Puasa Asyuro

Hari Asyuro adalah hari ke-10 bulan Muharram. Hari tersebut mengingatkan kita pada beberapa hal penting. Tiga diantaranya yaitu ;

  • Peristiwa diselamatkannya Nabi Musa beserta orang-orang yang beriman kepadanya dari tindak kezhaliman Fir’aun beserta bala tentaranya.
  • Puasa Asyuro
  • Keteladanan Nabi Muhammad dalam menyelisihi kaum Yahudi dalam hal pelaksanaan puasa Asyuro.

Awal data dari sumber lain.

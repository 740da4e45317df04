//! Source coordinates and the JSX opening-tag locator.
//!
//! The parser reports byte spans; the browser overlay reports 1-based line
//! and UTF-16 column coordinates. `LineIndex` converts between the two, and
//! the locator walks the tree in document order to find the opening tag at
//! a coordinate.

use oxc_ast::ast::{
    JSXAttributeItem, JSXAttributeName, JSXAttributeValue, JSXOpeningElement, Program,
};
use oxc_ast_visit::{walk, Visit};
use oxc_span::{SourceType, Span};

// ═══════════════════════════════════════════════════════════════════════════════
// LINE INDEX
// ═══════════════════════════════════════════════════════════════════════════════

/// Sorted line-start byte offsets for one source text.
pub struct LineIndex<'s> {
    source: &'s str,
    line_starts: Vec<u32>,
}

impl<'s> LineIndex<'s> {
    pub fn new(source: &'s str) -> Self {
        let mut line_starts = vec![0u32];
        for (offset, byte) in source.bytes().enumerate() {
            if byte == b'\n' {
                line_starts.push(offset as u32 + 1);
            }
        }
        Self {
            source,
            line_starts,
        }
    }

    /// 1-based line and 1-based UTF-16 column for a byte offset.
    pub fn line_col(&self, offset: u32) -> (u32, u32) {
        let line_index = self.line_starts.partition_point(|&start| start <= offset) - 1;
        let line_start = self.line_starts[line_index] as usize;
        let column = self.source[line_start..offset as usize]
            .encode_utf16()
            .count() as u32
            + 1;
        (line_index as u32 + 1, column)
    }
}

// ═══════════════════════════════════════════════════════════════════════════════
// GRAMMAR SELECTION
// ═══════════════════════════════════════════════════════════════════════════════

/// Grammar superset for a file, decided by the extension alone. An
/// unrecognized extension falls back to permissive JSX rather than failing.
pub fn source_type_for_path(path: &str) -> SourceType {
    let base = SourceType::default().with_module(true);
    if path.ends_with(".tsx") {
        base.with_typescript(true).with_jsx(true)
    } else if path.ends_with(".ts") {
        base.with_typescript(true)
    } else {
        base.with_jsx(true)
    }
}

// ═══════════════════════════════════════════════════════════════════════════════
// OPENING-TAG SNAPSHOTS
// ═══════════════════════════════════════════════════════════════════════════════

/// What an attribute's value is, as far as rewriting is concerned.
#[derive(Debug, Clone)]
pub enum AttributeValueKind {
    /// String literal. The span covers the literal including its quotes.
    StaticString { value_span: Span },
    /// Boolean-style attribute with no value.
    Absent,
    /// Expression container, element or fragment. Never rewritten.
    Dynamic,
}

#[derive(Debug, Clone)]
pub struct LocatedAttribute {
    pub name: String,
    pub span: Span,
    pub value: AttributeValueKind,
}

/// Plain-data snapshot of a JSX opening tag, detached from the arena.
#[derive(Debug, Clone)]
pub struct LocatedElement {
    pub span: Span,
    pub attributes: Vec<LocatedAttribute>,
}

fn snapshot_element(element: &JSXOpeningElement) -> LocatedElement {
    let mut attributes = Vec::new();
    for item in &element.attributes {
        // Spread attributes carry no name and can never match by name.
        if let JSXAttributeItem::Attribute(attribute) = item {
            let name = match &attribute.name {
                JSXAttributeName::Identifier(id) => id.name.to_string(),
                JSXAttributeName::NamespacedName(ns) => {
                    format!("{}:{}", ns.namespace.name, ns.name.name)
                }
            };
            let value = match &attribute.value {
                Some(JSXAttributeValue::StringLiteral(literal)) => {
                    AttributeValueKind::StaticString {
                        value_span: literal.span,
                    }
                }
                None => AttributeValueKind::Absent,
                Some(_) => AttributeValueKind::Dynamic,
            };
            attributes.push(LocatedAttribute {
                name,
                span: attribute.span,
                value,
            });
        }
    }
    LocatedElement {
        span: element.span,
        attributes,
    }
}

// ═══════════════════════════════════════════════════════════════════════════════
// LOCATOR
// ═══════════════════════════════════════════════════════════════════════════════

struct OpeningElementLocator<'i, 's> {
    index: &'i LineIndex<'s>,
    target_line: u32,
    target_column: Option<u32>,
    found: Option<LocatedElement>,
}

impl<'a, 'i, 's> Visit<'a> for OpeningElementLocator<'i, 's> {
    fn visit_jsx_opening_element(&mut self, element: &JSXOpeningElement<'a>) {
        if self.found.is_none() {
            let (line, column) = self.index.line_col(element.span.start);
            let column_matches = self.target_column.map_or(true, |target| target == column);
            if line == self.target_line && column_matches {
                self.found = Some(snapshot_element(element));
            }
        }
        walk::walk_jsx_opening_element(self, element);
    }
}

/// First opening tag in document order whose start matches the target
/// coordinate. Absence is a normal outcome, not an error.
pub fn locate_opening_element(
    program: &Program<'_>,
    index: &LineIndex<'_>,
    target_line: u32,
    target_column: Option<u32>,
) -> Option<LocatedElement> {
    let mut locator = OpeningElementLocator {
        index,
        target_line,
        target_column,
        found: None,
    };
    locator.visit_program(program);
    locator.found
}

struct OpeningElementCollector {
    elements: Vec<LocatedElement>,
}

impl<'a> Visit<'a> for OpeningElementCollector {
    fn visit_jsx_opening_element(&mut self, element: &JSXOpeningElement<'a>) {
        self.elements.push(snapshot_element(element));
        walk::walk_jsx_opening_element(self, element);
    }
}

/// Every opening tag in the program, in document order.
pub fn collect_opening_elements(program: &Program<'_>) -> Vec<LocatedElement> {
    let mut collector = OpeningElementCollector {
        elements: Vec::new(),
    };
    collector.visit_program(program);
    collector.elements
}

// ═══════════════════════════════════════════════════════════════════════════════
// TESTS
// ═══════════════════════════════════════════════════════════════════════════════

#[cfg(test)]
mod tests {
    use super::*;
    use oxc_allocator::Allocator;
    use oxc_parser::Parser;

    fn locate(
        source: &str,
        path: &str,
        line: u32,
        column: Option<u32>,
    ) -> Option<LocatedElement> {
        let allocator = Allocator::default();
        let ret = Parser::new(&allocator, source, source_type_for_path(path)).parse();
        assert!(ret.errors.is_empty(), "fixture must parse: {:?}", ret.errors);
        let index = LineIndex::new(source);
        locate_opening_element(&ret.program, &index, line, column)
    }

    #[test]
    fn test_line_col_basics() {
        let index = LineIndex::new("ab\ncd\n");
        assert_eq!(index.line_col(0), (1, 1));
        assert_eq!(index.line_col(1), (1, 2));
        assert_eq!(index.line_col(3), (2, 1));
        assert_eq!(index.line_col(4), (2, 2));
    }

    #[test]
    fn test_line_col_counts_utf16_units() {
        // '🦀' is one 4-byte char but two UTF-16 code units.
        let source = "const a = \"🦀\"; x;\n";
        let index = LineIndex::new(source);
        let offset = source.find("x;").unwrap() as u32;
        let char_column = source[..offset as usize].chars().count() as u32 + 1;
        let (line, column) = index.line_col(offset);
        assert_eq!(line, 1);
        assert_eq!(column, char_column + 1);
    }

    #[test]
    fn test_locates_element_by_line() {
        let source = "export function X() {\n  return <div className=\"flex\" />;\n}\n";
        let element = locate(source, "X.tsx", 2, None).expect("should find element");
        assert_eq!(element.attributes.len(), 1);
        assert_eq!(element.attributes[0].name, "className");
    }

    #[test]
    fn test_line_without_element_is_none() {
        let source = "export function X() {\n  return <div />;\n}\n";
        assert!(locate(source, "X.tsx", 1, None).is_none());
        assert!(locate(source, "X.tsx", 40, None).is_none());
    }

    #[test]
    fn test_column_disambiguates_same_line() {
        let source = "const pair = [<i className=\"a\" />, <b className=\"b\" />];\n";
        let second_column = source.find("<b").unwrap() as u32 + 1;

        let first = locate(source, "pair.tsx", 1, None).expect("first in document order");
        assert!(matches!(
            first.attributes[0].value,
            AttributeValueKind::StaticString { .. }
        ));
        let first_start = first.span.start;

        let second =
            locate(source, "pair.tsx", 1, Some(second_column)).expect("column targets second");
        assert!(second.span.start > first_start);

        assert!(locate(source, "pair.tsx", 1, Some(999)).is_none());
    }

    #[test]
    fn test_document_order_is_outer_before_nested() {
        let source = "const x = <div icon={<svg />}>ok</div>;\n";
        let elements = {
            let allocator = Allocator::default();
            let ret = Parser::new(&allocator, source, source_type_for_path("x.tsx")).parse();
            assert!(ret.errors.is_empty());
            collect_opening_elements(&ret.program)
        };
        assert_eq!(elements.len(), 2);
        assert!(elements[0].span.start < elements[1].span.start);
    }

    #[test]
    fn test_attribute_value_classification() {
        let source = "const x = <div className={computed} hidden data-x=\"1\" />;\n";
        let element = locate(source, "x.tsx", 1, None).unwrap();
        assert!(matches!(
            element.attributes[0].value,
            AttributeValueKind::Dynamic
        ));
        assert!(matches!(
            element.attributes[1].value,
            AttributeValueKind::Absent
        ));
        assert!(matches!(
            element.attributes[2].value,
            AttributeValueKind::StaticString { .. }
        ));
    }

    #[test]
    fn test_source_type_for_path() {
        assert!(source_type_for_path("App.tsx").is_typescript());
        assert!(source_type_for_path("App.tsx").is_jsx());
        assert!(source_type_for_path("util.ts").is_typescript());
        assert!(!source_type_for_path("util.ts").is_jsx());
        assert!(!source_type_for_path("App.jsx").is_typescript());
        assert!(source_type_for_path("App.jsx").is_jsx());
        // Unrecognized extensions fall back to permissive JSX.
        assert!(source_type_for_path("weird.mdx").is_jsx());
    }

    #[test]
    fn test_tsx_grammar_accepts_type_annotations() {
        let source = "export function X({ n }: { n: number }) {\n  return <div className=\"a\" />;\n}\n";
        assert!(locate(source, "X.tsx", 2, None).is_some());
    }
}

Seputar tiga hal inilah pembahasan kita untuk edisi kali ini.

  • Asyuro Hari Utama

Ibnu Abbas meriwayatkan bahwa ketika Rasulullah datang ke Madinah, beliau mendapati orang-orang Yahudi berpuasa pada hari Asyuro. Maka, beliaupun bertanya kepada mereka, hari apakah ini yang kalian berpuasa padanya ? mereka pun menjawab, ini adalah hari yang agung, pada hari ini Allah menyelamatkan Musa beserta kaumnya dan menenggelamkan Fir’aun beserta bala tentaranya. Maka, Musa pun berpuasa pada hari tersebut untuk bersyukur. Oleh karenanya, kami pun berpuasa pada hari tersebut. (Mendengar penuturan mereka yang demikian itu) maka Rasulullah pun menanggapi, “sesungguhnya kami lebih berhak dan lebih layak terhadap Musa daripada Kalian”. Maka, Rasulullah berpuasa Asyuro dan memerintahkan (para sahabat) melakukannya. (HR. Al-Bukhari, No.2004 dan Muslim, No. 11330)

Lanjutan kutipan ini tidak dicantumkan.